On COVID Clouds and Silver Linings

The past few months, by any account, have been hard for us all.  I, for sure, have always been an optimist.  Rarely down or depressed, I’ve always found the silver linings to every situation.  But the cloud of COVID was different, perhaps because in its path it also destroyed all the aspects of life that allowed us to weather such storms.  Social interaction, hobbies, exercising in a gym, dining out, enjoying the weather and outdoors – all of these were hampered, if not by legislation then by fear of contracting an invisible threat.  So, for the first time in many years I found myself working hard still, but without the ability to cope in normal fashion, and hence became a little down.

I definitely recognized this in me.  Outwardly the same, but on the inside a quieter time.  I retreated into myself more, finding fun things to do alone or with my son - movies, exercising at home or in Central Park, and listening to music.  But, for a relative extrovert these things don’t always do the trick.  We miss the social interaction, the drive to do something new and exciting, the value of moving forward and not stagnating, not standing in one place too long.

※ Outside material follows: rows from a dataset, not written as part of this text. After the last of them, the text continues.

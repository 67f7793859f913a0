//! Snapshot types.
//!
//! The `Snapshot` struct provides a serializable view of the habitat that can
//! be sent to a front-end for visualization.

use crate::habitat::Habitat;
use serde::{Deserialize, Serialize};

/// Snapshot of a single object's state for serialization.
#[derive(Debug, Clone, PartialEq, Serialize, Deserialize)]
pub struct ObjectSnapshot {
    pub id: u64,
    pub kind: String,
    pub x: f64,
    pub y: f64,
    pub angle: f64,
    pub health: f64,
    pub health_max: f64,
    pub width: f64,
    pub height: f64,
    pub speed: f64,
}

/// Complete habitat state snapshot.
#[derive(Debug, Clone, Default, PartialEq, Serialize, Deserialize)]
pub struct Snapshot {
    /// Current simulation tick.
    pub tick: u64,
    /// Elapsed simulation time in seconds.
    pub time: f64,
    pub width: f64,
    pub height: f64,
    /// Live objects in sweep order.
    pub objects: Vec<ObjectSnapshot>,
}

impl Snapshot {
    /// Create a snapshot of every live object.
    pub fn from_habitat(habitat: &Habitat, tick: u64, time: f64) -> Self {
        let objects = habitat
            .entities()
            .into_iter()
            .filter_map(|e| habitat.view(e))
            .map(|view| ObjectSnapshot {
                id: view.id.0,
                kind: view.kind.name().to_string(),
                x: view.position.x,
                y: view.position.y,
                angle: view.direction.to_angle(),
                health: view.health.current,
                health_max: view.health.max,
                width: view.body.width(),
                height: view.body.height(),
                speed: view.speed,
            })
            .collect();

        Self {
            tick,
            time,
            width: habitat.width(),
            height: habitat.height(),
            objects,
        }
    }

    /// Count objects of the named kind.
    pub fn count_of(&self, kind: &str) -> usize {
        self.objects.iter().filter(|o| o.kind == kind).count()
    }

    /// Serialize snapshot to JSON string.
    pub fn to_json(&self) -> Result<String, serde_json::Error> {
        serde_json::to_string(self)
    }

    /// Serialize snapshot to pretty JSON string.
    pub fn to_json_pretty(&self) -> Result<String, serde_json::Error> {
        serde_json::to_string_pretty(self)
    }
}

But, there were silver linings, and some of these helped us crawl out and reflect on the good.  And as you search for these they were many and quite unexpected.  Being at peace with yourself and finding happiness being alone, something introverts have mastered, is a good skill for the extrovert.  So, I found long drives in my car to be fun, reflecting on life and letting my mind wander into new territories.  I started listening to music more and, yes, even dancing and singing at home to them – flashbacks to my days on an a capella group.  I wrote more, a lot more, and now have a dozen papers in various stages of publication.  I joked the other day that this is the first time since graduating fellowship that all my academic pursuits are up to date, my table clean!  And, of course I’ve relaunched this blog.

But, it was more than these things.  Friends near and far were now immediately available on Saturday night video-based hang sessions.  One group of friends, those from my hobby collecting original comic book art, includes guys from California, Maryland and here in New York, while my college friends include those from Mumbai India, San Francisco, and Las Vegas.  Other friends came out of the woodwork too, like my medical school roommate in Atlanta.  Why did we lose track of each other before this and why did we find each other again now?  We have all been brought together by the grounding nature of the pandemic — an understanding that relationships and family fundamentally matter more.

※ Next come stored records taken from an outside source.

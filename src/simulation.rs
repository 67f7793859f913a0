//! Public API for the simulation.
//!
//! `Simulation` owns the habitat, the factory registry, the random source and
//! the running scenario. A front-end calls `setup` once and then either
//! `step` per tick or `advance` with wall-clock time.
//!
//! ## Fixed Timestep
//!
//! `advance(dt)` accumulates time and runs as many fixed ticks as fit, so the
//! outcome depends only on the seed and the number of ticks, never on frame
//! rate.

use crate::config::SimConfig;
use crate::error::{Result, SimError};
use crate::geometry::Position;
use crate::habitat::{Habitat, TickReport};
use crate::random::{RandomSource, SeededRandom};
use crate::registry::ObjectRegistry;
use crate::render::DrawContext;
use crate::scenario::{self, DefaultScenario, Scenario, ScenarioContext};
use crate::snapshot::Snapshot;
use bevy_ecs::prelude::Entity;
use tracing::{debug, info, warn};

/// The main simulation container.
pub struct Simulation {
    habitat: Habitat,
    registry: ObjectRegistry,
    rng: Box<dyn RandomSource>,
    scenario: Box<dyn Scenario>,
    config: SimConfig,
    tick: u64,
    time: f64,
    /// Accumulated time for fixed timestep.
    time_accumulator: f64,
    is_setup: bool,
}

impl Simulation {
    /// Simulation seeded from `config.seed`, or from entropy when unset.
    pub fn new(config: SimConfig, scenario: Box<dyn Scenario>) -> Result<Self> {
        let rng: Box<dyn RandomSource> = match config.seed {
            Some(seed) => Box::new(SeededRandom::new(seed)),
            None => Box::new(SeededRandom::from_entropy()),
        };
        Self::with_random(config, scenario, rng)
    }

    /// Simulation drawing from an explicit random source.
    pub fn with_random(
        config: SimConfig,
        scenario: Box<dyn Scenario>,
        rng: Box<dyn RandomSource>,
    ) -> Result<Self> {
        config.validate()?;
        let habitat = Habitat::with_cell_size(config.width, config.height, config.spatial_cell_size)?;
        Ok(Self {
            habitat,
            registry: ObjectRegistry::new(),
            rng,
            scenario,
            config,
            tick: 0,
            time: 0.0,
            time_accumulator: 0.0,
            is_setup: false,
        })
    }

    /// Default scenario with default config.
    pub fn with_defaults() -> Result<Self> {
        Self::new(SimConfig::default(), Box::new(DefaultScenario))
    }

    /// Let the scenario populate the habitat. Later calls do nothing.
    pub fn setup(&mut self) -> Result<()> {
        if self.is_setup {
            warn!("setup called twice; ignoring");
            return Ok(());
        }
        let mut ctx = ScenarioContext {
            habitat: &mut self.habitat,
            registry: &mut self.registry,
            rng: self.rng.as_mut(),
            config: &self.config,
        };
        self.scenario.setup(&mut ctx)?;
        self.is_setup = true;
        info!(
            width = self.config.width,
            height = self.config.height,
            objects = self.habitat.len(),
            "simulation set up"
        );
        Ok(())
    }

    /// Run one tick: scenario spawns, the habitat sweep, then the draw pass.
    pub fn step(&mut self, ctx: &mut dyn DrawContext) -> Result<TickReport> {
        let mut scenario_ctx = ScenarioContext {
            habitat: &mut self.habitat,
            registry: &mut self.registry,
            rng: self.rng.as_mut(),
            config: &self.config,
        };
        self.scenario.step(&mut scenario_ctx)?;

        let mut report = self.habitat.tick(self.rng.as_mut());
        self.tick += 1;
        self.time += self.config.fixed_timestep;
        report.tick = self.tick;
        report.drawn = self.habitat.draw(ctx);
        Ok(report)
    }

    /// Step forward by `dt` seconds of wall time. Returns the ticks run.
    ///
    /// Negative `dt` counts as zero. A non-finite `dt` is rejected and leaves
    /// the clock untouched.
    pub fn advance(&mut self, dt: f64, ctx: &mut dyn DrawContext) -> Result<u32> {
        if !dt.is_finite() {
            return Err(SimError::InvalidTimestep(dt));
        }
        let fixed_dt = self.config.fixed_timestep;
        self.time_accumulator += dt.max(0.0);

        let mut ticks = 0;
        while self.time_accumulator >= fixed_dt {
            self.step(ctx)?;
            self.time_accumulator -= fixed_dt;
            ticks += 1;
        }
        if ticks > 0 {
            debug!(ticks, tick = self.tick, "advanced");
        }
        Ok(ticks)
    }

    /// Place an object built by a registered factory.
    ///
    /// Returns the new entity, or `None` when called while a sweep is running.
    pub fn spawn_registered(&mut self, name: &str, pos: Position) -> Result<Option<Entity>> {
        let object = self
            .registry
            .create(name, pos, &self.habitat, self.rng.as_mut())?;
        info!(%name, x = pos.x, y = pos.y, "placed object");
        Ok(self.habitat.add_object(object))
    }

    /// Uniform random point inside the habitat.
    pub fn random_position(&mut self) -> Position {
        scenario::random_position(&self.habitat, self.rng.as_mut())
    }

    /// Get a snapshot of the current simulation state.
    pub fn snapshot(&self) -> Snapshot {
        Snapshot::from_habitat(&self.habitat, self.tick, self.time)
    }

    /// Get the snapshot as a JSON string.
    pub fn snapshot_json(&self) -> Result<String> {
        Ok(self.snapshot().to_json()?)
    }

    pub fn habitat(&self) -> &Habitat {
        &self.habitat
    }

    pub fn habitat_mut(&mut self) -> &mut Habitat {
        &mut self.habitat
    }

    pub fn registry(&self) -> &ObjectRegistry {
        &self.registry
    }

    pub fn config(&self) -> &SimConfig {
        &self.config
    }

    /// Get the current tick number.
    pub fn current_tick(&self) -> u64 {
        self.tick
    }

    /// Get the elapsed simulation time.
    pub fn current_time(&self) -> f64 {
        self.time
    }
}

And those relationships extended to work as well.  Telemedicine turned the tables on us, allowing a glimpse into our patients’ homes.  We became their guests for a short time, seeing how they live, letting them invite us in with open arms and a great big smile - a unique angle of the doctor patient relationship we never had.  And, also at work, doctors, nurses and all other staff pitched in wherever necessary – the silos rapidly torn down to make way for collegiality and collaboration to get the job done.

Which brings us to now.  As race tension heats up nationally and indeed globally, its roots lay here too.  The COVID cloud showed us all, whether we realized it or not, that humans are susceptible; all of us, all ethnicities, all ages and gender – because we are all the same to that small unrelenting enemy.  And in that moment of realization that we are all the same and all susceptible comes a realization that we mustn’t have enemies within our ranks when there are enemies ready to pounce from outside.

So, here we are.  Uncertainty gave way to anxiety, anxiety to fear, fear to depression, depression to hope, and finally hope to awareness and a drive to reimagine ourselves and society.  The COVID cloud was the darkest we have seen, at least in my lifetime, but as with all darkness, the darker it is, the more blindingly bright the silver lining is when you finally come out.    

Until Next Time,

Srihari S. Naidu, MD

Srihari S. Naidu, MD, FACC, FAHA, FSCAI is Director of the Cardiac Catheterization Laboratories and Hypertrophic Cardiomyopathy Center at Westchester Medical Center and Professor of Medicine at New York Medical College.  He is Trustee Emeritus of Brown University, a Past Trustee of SCAI, and President-Elect of the NY Chapter of the American College of Cardiology.